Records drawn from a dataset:

++++++++++++++++++++

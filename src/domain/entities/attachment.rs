//! Attachment source and uploaded attachment reference.

use std::fmt;
use std::sync::Arc;

use async_trait::async_trait;
use serde::{Deserialize, Serialize};

/// Default upload size limit in bytes (100MB).
pub const DEFAULT_MAX_ATTACHMENT_SIZE: u64 = 100 * 1024 * 1024;

/// Local bytes backing an attachment that has not been uploaded yet.
#[async_trait]
pub trait DataSource: Send + Sync {
    /// Size of the data in bytes.
    async fn size(&self) -> std::io::Result<u64>;

    /// Read the whole payload.
    async fn read(&self) -> std::io::Result<Vec<u8>>;

    /// Remove the local copy. Deleting an already deleted source succeeds.
    async fn delete(&self) -> std::io::Result<()>;
}

/// An attachment waiting to be uploaded.
///
/// A temporary source has its local copy deleted once the owning send has
/// reached its terminal outcome.
#[derive(Clone)]
pub struct AttachmentSource {
    data: Arc<dyn DataSource>,
    content_type: String,
    source_filename: Option<String>,
    temporary: bool,
}

impl AttachmentSource {
    pub fn new(
        data: Arc<dyn DataSource>,
        content_type: impl Into<String>,
        source_filename: Option<String>,
    ) -> Self {
        Self {
            data,
            content_type: content_type.into(),
            source_filename,
            temporary: false,
        }
    }

    /// Mark the source for deletion after the send completes.
    pub fn temporary(mut self) -> Self {
        self.temporary = true;
        self
    }

    pub fn data(&self) -> &Arc<dyn DataSource> {
        &self.data
    }

    pub fn content_type(&self) -> &str {
        &self.content_type
    }

    pub fn source_filename(&self) -> Option<&str> {
        self.source_filename.as_deref()
    }

    pub fn is_temporary(&self) -> bool {
        self.temporary
    }
}

impl fmt::Debug for AttachmentSource {
    fn fmt(&self, f: &mut fmt::Formatter<'_>) -> fmt::Result {
        f.debug_struct("AttachmentSource")
            .field("content_type", &self.content_type)
            .field("source_filename", &self.source_filename)
            .field("temporary", &self.temporary)
            .finish_non_exhaustive()
    }
}

/// Attachment bytes after client-side encryption.
#[derive(Clone, PartialEq, Eq)]
pub struct EncryptedAttachment {
    pub ciphertext: Vec<u8>,
    /// Key material the recipient needs to decrypt
    pub key: Vec<u8>,
}

/// Metadata sent alongside an attachment upload.
#[derive(Debug, Clone, PartialEq, Eq)]
pub struct UploadMetadata {
    pub content_type: String,
    pub source_filename: Option<String>,
    /// Ciphertext length in bytes
    pub encrypted_size: u64,
}

/// Server-side reference to an uploaded attachment.
#[derive(Debug, Clone, PartialEq, Eq, Serialize, Deserialize)]
pub struct UploadedAttachmentRef {
    /// Identifier assigned by the upload service
    pub server_id: u64,

    /// Encryption key material
    pub key: Vec<u8>,

    /// SHA-256 of the uploaded ciphertext
    pub digest: Vec<u8>,

    /// Plaintext size in bytes
    pub size: u64,

    pub content_type: String,

    pub source_filename: Option<String>,
}

impl UploadedAttachmentRef {
    /// Check if this attachment is an image.
    pub fn is_image(&self) -> bool {
        self.content_type.starts_with("image/")
    }

    /// Digest as lowercase hex, for logs.
    pub fn digest_hex(&self) -> String {
        self.digest.iter().map(|b| format!("{:02x}", b)).collect()
    }
}
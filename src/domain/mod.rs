//! # Domain Layer
//!
//! Message, attachment, and thread-policy types plus the failure taxonomy.
//! Independent of storage and transport implementations.
//!
//! ## Structure
//!
//! - **entities**: outgoing messages, attachments, recipients, policies
//! - **value_objects**: identifiers
//! - **services**: error classification
//! - **errors**: raw collaborator failures and the classified `SendError`
//! - **ports**: collaborator traits injected into the sender

pub mod entities;
pub mod errors;
pub mod ports;
pub mod services;
pub mod value_objects;

// Re-export commonly used types
pub use entities::*;
pub use errors::*;
pub use value_objects::*;
//! Validation Utilities

use validator::ValidationErrors;

use super::error::AppError;

/// Field-level validation error
#[derive(Debug, Clone, PartialEq, Eq)]
pub struct FieldError {
    pub field: String,
    pub message: String,
}

/// Flatten validation errors into field errors, sorted by field name.
pub fn field_errors(errors: &ValidationErrors) -> Vec<FieldError> {
    let mut fields: Vec<FieldError> = errors
        .field_errors()
        .iter()
        .flat_map(|(field, errs)| {
            errs.iter().map(move |e| FieldError {
                field: field.to_string(),
                message: e
                    .message
                    .clone()
                    .map(|m| m.to_string())
                    .unwrap_or_else(|| e.code.to_string()),
            })
        })
        .collect();
    fields.sort_by(|a, b| a.field.cmp(&b.field));
    fields
}

/// Convert validation errors to AppError
pub fn validation_error(errors: &ValidationErrors) -> AppError {
    let message = field_errors(errors)
        .first()
        .map(|e| format!("{}: {}", e.field, e.message))
        .unwrap_or_else(|| "Validation failed".into());

    AppError::Validation(message)
}
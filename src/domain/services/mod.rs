//! # Domain Services
//!
//! Domain services encapsulate logic that doesn't naturally belong to a single
//! entity.
//!
//! ## Services
//!
//! - **ErrorClassifier**: retryable / group-ignorable verdicts for send failures

mod error_classifier;

pub use error_classifier::*;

++++++++++++++++++++

*WHAT YOU NEED TO DO*:
Return exactly the lines above from the line that has "use std::sync::Arc;" through the line that has "the send completes.", inclusive, and nothing else.

*TASK RESULT*:
use std::sync::Arc;

use async_trait::async_trait;
use serde::{Deserialize, Serialize};

/// Default upload size limit in bytes (100MB).
pub const DEFAULT_MAX_ATTACHMENT_SIZE: u64 = 100 * 1024 * 1024;

/// Local bytes backing an attachment that has not been uploaded yet.
#[async_trait]
pub trait DataSource: Send + Sync {
    /// Size of the data in bytes.
    async fn size(&self) -> std::io::Result<u64>;

    /// Read the whole payload.
    async fn read(&self) -> std::io::Result<Vec<u8>>;

    /// Remove the local copy. Deleting an already deleted source succeeds.
    async fn delete(&self) -> std::io::Result<()>;
}

/// An attachment waiting to be uploaded.
///
/// A temporary source has its local copy deleted once the owning send has
/// reached its terminal outcome.
#[derive(Clone)]
pub struct AttachmentSource {
    data: Arc<dyn DataSource>,
    content_type: String,
    source_filename: Option<String>,
    temporary: bool,
}

impl AttachmentSource {
    pub fn new(
        data: Arc<dyn DataSource>,
        content_type: impl Into<String>,
        source_filename: Option<String>,
    ) -> Self {
        Self {
            data,
            content_type: content_type.into(),
            source_filename,
            temporary: false,
        }
    }

    /// Mark the source for deletion after the send completes.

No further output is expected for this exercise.